C’est lors d’une année sabbatique prise en 2016, après un quart de siècle d’enseignement, que le professeur de philosophie au Cégep Garneau s’est penché plus en profondeur sur ce que le travail représentait pour l’humain, «sujet casse-cou» s’il en est un, admet-il, qu’il traite de façon très personnelle dans son «essai exploratoire» Temps et travail.

Natif de Beauceville, René Bolduc a grandi sur une ferme, en bordure de la rivière Chaudière. Rapidement, il a réalisé que le «difficile métier d’agriculteur», aussi noble soit-il, n’était tout simplement pas fait pour lui.

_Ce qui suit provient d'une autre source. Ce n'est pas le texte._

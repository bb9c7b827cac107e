//! Character encoding detection and transcoding.
//!
//! Byte input is sniffed for a charset declaration in the document head
//! and decoded to UTF-8 before tokenization. Undeclared input is treated
//! as UTF-8; invalid sequences decode lossily to the replacement
//! character rather than failing the parse.

use std::sync::LazyLock;

use encoding_rs::{Encoding, UTF_8};
use regex::Regex;

/// Number of leading bytes examined for a charset declaration.
const SNIFF_WINDOW: usize = 1024;

/// `<meta charset="...">`, which also matches the charset parameter of a
/// `<meta http-equiv="Content-Type" content="...; charset=...">` tag.
#[allow(clippy::expect_used)]
static META_CHARSET: LazyLock<Regex> = LazyLock::new(|| {
    Regex::new(r#"(?i)<meta[^>]+charset\s*=\s*["']?([^"'\s>]+)"#).expect("META_CHARSET regex")
});

/// Detect the character encoding declared in the document head.
///
/// Falls back to UTF-8 when nothing usable is declared.
#[must_use]
pub fn detect_encoding(html: &[u8]) -> &'static Encoding {
    let head = String::from_utf8_lossy(&html[..html.len().min(SNIFF_WINDOW)]);
    META_CHARSET
        .captures(&head)
        .and_then(|captures| captures.get(1))
        .and_then(|label| Encoding::for_label(label.as_str().as_bytes()))
        .unwrap_or(UTF_8)
}

/// Decode HTML bytes to a UTF-8 string, replacing invalid sequences.
#[must_use]
pub fn transcode_to_utf8(html: &[u8]) -> String {
    let encoding = detect_encoding(html);
    if encoding == UTF_8 {
        return String::from_utf8_lossy(html).into_owned();
    }
    let (decoded, _, _) = encoding.decode(html);
    decoded.into_owned()
}
//! Token-loop drivers wiring the `html5gum` tokenizer to the segmenter.
//!
//! The tokenizer is a pure token source: it performs no tree construction,
//! so the drivers here make the two adjustments a tree builder would
//! otherwise provide - raw-text elements tokenize as text (emitter state
//! switching), and a body-context token arriving while no `<body>` is open
//! opens one.

use std::io::Read;

use html5gum::{DefaultEmitter, IoReader, Reader, Token, Tokenizer};
use url::Url;

use crate::document::TextDocument;
use crate::encoding;
use crate::error::{Error, Result};
use crate::patterns::WHITESPACE_RUN;
use crate::segmenter::Segmenter;
use crate::tags::{tag_action, TagAction};
use crate::url_utils;

/// Emitter configuration shared by every driver: `script`, `style`,
/// `title` and friends tokenize as raw text, the way the tree-construction
/// feedback loop in a browser would make them.
fn emitter() -> DefaultEmitter {
    let mut emitter = DefaultEmitter::default();
    emitter.naively_switch_states(true);
    emitter
}

/// Tags that may appear inside `<head>`. Anything else opening while no
/// body is open implies `<body>`.
fn belongs_to_head(name: &str) -> bool {
    matches!(
        name,
        "html"
            | "head"
            | "body"
            | "title"
            | "base"
            | "basefont"
            | "bgsound"
            | "link"
            | "meta"
            | "style"
            | "script"
            | "noscript"
            | "template"
    )
}

/// Head elements holding text of their own; their content must not imply
/// `<body>` (a title is not body content).
fn holds_head_text(name: &str) -> bool {
    matches!(name, "title" | "script" | "style" | "noscript" | "template")
}

fn run_segmenter<R: Reader>(tokenizer: Tokenizer<R>) -> std::result::Result<Segmenter, R::Error> {
    let mut segmenter = Segmenter::new();
    let mut body_seen = false;
    let mut head_text_depth: i32 = 0;

    for token in tokenizer {
        match token? {
            Token::String(text) => {
                let text = String::from_utf8_lossy(&text);
                if !body_seen && head_text_depth <= 0 && text.chars().any(|ch| !ch.is_whitespace())
                {
                    segmenter.start_tag("body");
                    body_seen = true;
                }
                segmenter.text(&text);
            }
            Token::StartTag(tag) => {
                if tag.self_closing {
                    continue;
                }
                let name = String::from_utf8_lossy(&tag.name);
                if holds_head_text(&name) {
                    head_text_depth += 1;
                }
                if !body_seen {
                    if name == "body" {
                        body_seen = true;
                    } else if !belongs_to_head(&name) {
                        segmenter.start_tag("body");
                        body_seen = true;
                    }
                }
                segmenter.start_tag(&name);
            }
            Token::EndTag(tag) => {
                let name = String::from_utf8_lossy(&tag.name);
                if holds_head_text(&name) {
                    head_text_depth -= 1;
                }
                segmenter.end_tag(&name);
            }
            Token::Error(error) => segmenter.record_error(error.to_string()),
            Token::Comment(_) | Token::Doctype(_) => {}
        }
    }

    segmenter.flush_block();
    Ok(segmenter)
}

pub(crate) fn parse_document(html: &str) -> TextDocument {
    let segmenter = match run_segmenter(Tokenizer::new_with_emitter(html, emitter())) {
        Ok(segmenter) => segmenter,
        Err(never) => match never {},
    };
    segmenter.into_document()
}

pub(crate) fn parse_document_bytes(html: &[u8]) -> TextDocument {
    parse_document(&encoding::transcode_to_utf8(html))
}

pub(crate) fn parse_document_with_url(html: &str, url: &Url) -> TextDocument {
    let mut document = parse_document(html);
    document.date = url_utils::date_from_url(url);
    document
}

pub(crate) fn parse_document_reader<R: Read>(reader: R) -> Result<TextDocument> {
    let tokenizer = Tokenizer::new_with_emitter(IoReader::new(reader), emitter());
    let segmenter = run_segmenter(tokenizer).map_err(Error::Io)?;
    Ok(segmenter.into_document())
}

/// Plain-text mode: no blocks, no counts, no labels. The segmenter is
/// reused only for its tag bookkeeping (ignorable depth, last end tag).
fn run_plain_text<R: Reader>(tokenizer: Tokenizer<R>) -> std::result::Result<String, R::Error> {
    let mut segmenter = Segmenter::new();
    let mut buffer = String::new();

    for token in tokenizer {
        match token? {
            Token::String(text) => {
                if !segmenter.in_ignorable() {
                    // Text directly after a closed anchor or no-whitespace
                    // inline tag joins the previous run.
                    let joins_previous = matches!(
                        tag_action(segmenter.last_end_tag()),
                        Some(TagAction::Anchor | TagAction::InlineNoWhitespace)
                    );
                    if !joins_previous {
                        buffer.push(' ');
                    }
                    buffer.push_str(&String::from_utf8_lossy(&text));
                }
            }
            Token::StartTag(tag) => {
                if !tag.self_closing {
                    segmenter.start_tag(&String::from_utf8_lossy(&tag.name));
                }
            }
            Token::EndTag(tag) => segmenter.end_tag(&String::from_utf8_lossy(&tag.name)),
            Token::Error(_) | Token::Comment(_) | Token::Doctype(_) => {}
        }
    }

    Ok(WHITESPACE_RUN.replace_all(buffer.trim(), " ").into_owned())
}

pub(crate) fn extract_text(html: &str) -> String {
    match run_plain_text(Tokenizer::new_with_emitter(html, emitter())) {
        Ok(text) => text,
        Err(never) => match never {},
    }
}

pub(crate) fn extract_text_reader<R: Read>(reader: R) -> Result<String> {
    run_plain_text(Tokenizer::new_with_emitter(IoReader::new(reader), emitter()))
        .map_err(Error::Io)
}

#[cfg(test)]
mod tests {
    use super::*;

    #[test]
    fn fragment_without_body_still_produces_blocks() {
        let doc = parse_document("<p>Click <a href=\"x\">here</a> now</p>");
        assert_eq!(doc.text_blocks.len(), 1);
        assert_eq!(doc.text_blocks[0].text, "Click here now");
    }

    #[test]
    fn head_only_markup_implies_no_body() {
        let doc = parse_document("<head><title>Just a title</title></head>");
        assert!(doc.text_blocks.is_empty());
        assert_eq!(doc.title.as_deref(), Some("Just a title"));
    }

    #[test]
    fn bare_text_implies_a_body() {
        let doc = parse_document("loose words outside markup");
        assert_eq!(doc.text_blocks.len(), 1);
        assert_eq!(doc.text_blocks[0].num_words, 4);
    }

    #[test]
    fn reader_input_matches_string_input() {
        let html = "<body><p>same either way</p></body>";
        let from_reader = parse_document_reader(html.as_bytes()).unwrap();
        let from_str = parse_document(html);
        assert_eq!(from_reader.text_blocks, from_str.text_blocks);
    }
}
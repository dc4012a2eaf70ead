use sqlx::{Pool, Postgres, postgres::PgPoolOptions};
use stash::{config::Config, telemetry};
use tracing::info;

#[tokio::main]
async fn main() -> anyhow::Result<()> {
    let config = Config::from_env()?;
    telemetry::init(config.log_format());

    let pool: Pool<Postgres> = PgPoolOptions::new()
        .max_connections(5)
        .connect(config.database_url())
        .await?;

    // runs all pending migrations; no-op if up-to-date
    sqlx::migrate!("./migrations").run(&pool).await?;
    info!("migrations applied");

    Ok(())
}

«Mon métier d’enseignant m’a réconcilié avec la notion de travail, qu’il était possible de travailler et d’y trouver du plaisir […] Avoir gagné ma vie comme prof de philo, c’est quand même extraordinaire, je l’avoue. Merci à l’État québécois de m’avoir permis ça», glisse-t-il, attablé dans une brûlerie de Limoilou.

Être vs avoir

Dans le degré d’appréciation du boulot de chacun, René Bolduc insiste sur l’importance de voir notre travail représenter ce que nous «sommes», et non quelque chose que nous «avons». Autrement dit, être dans le fait d’être et non d’avoir.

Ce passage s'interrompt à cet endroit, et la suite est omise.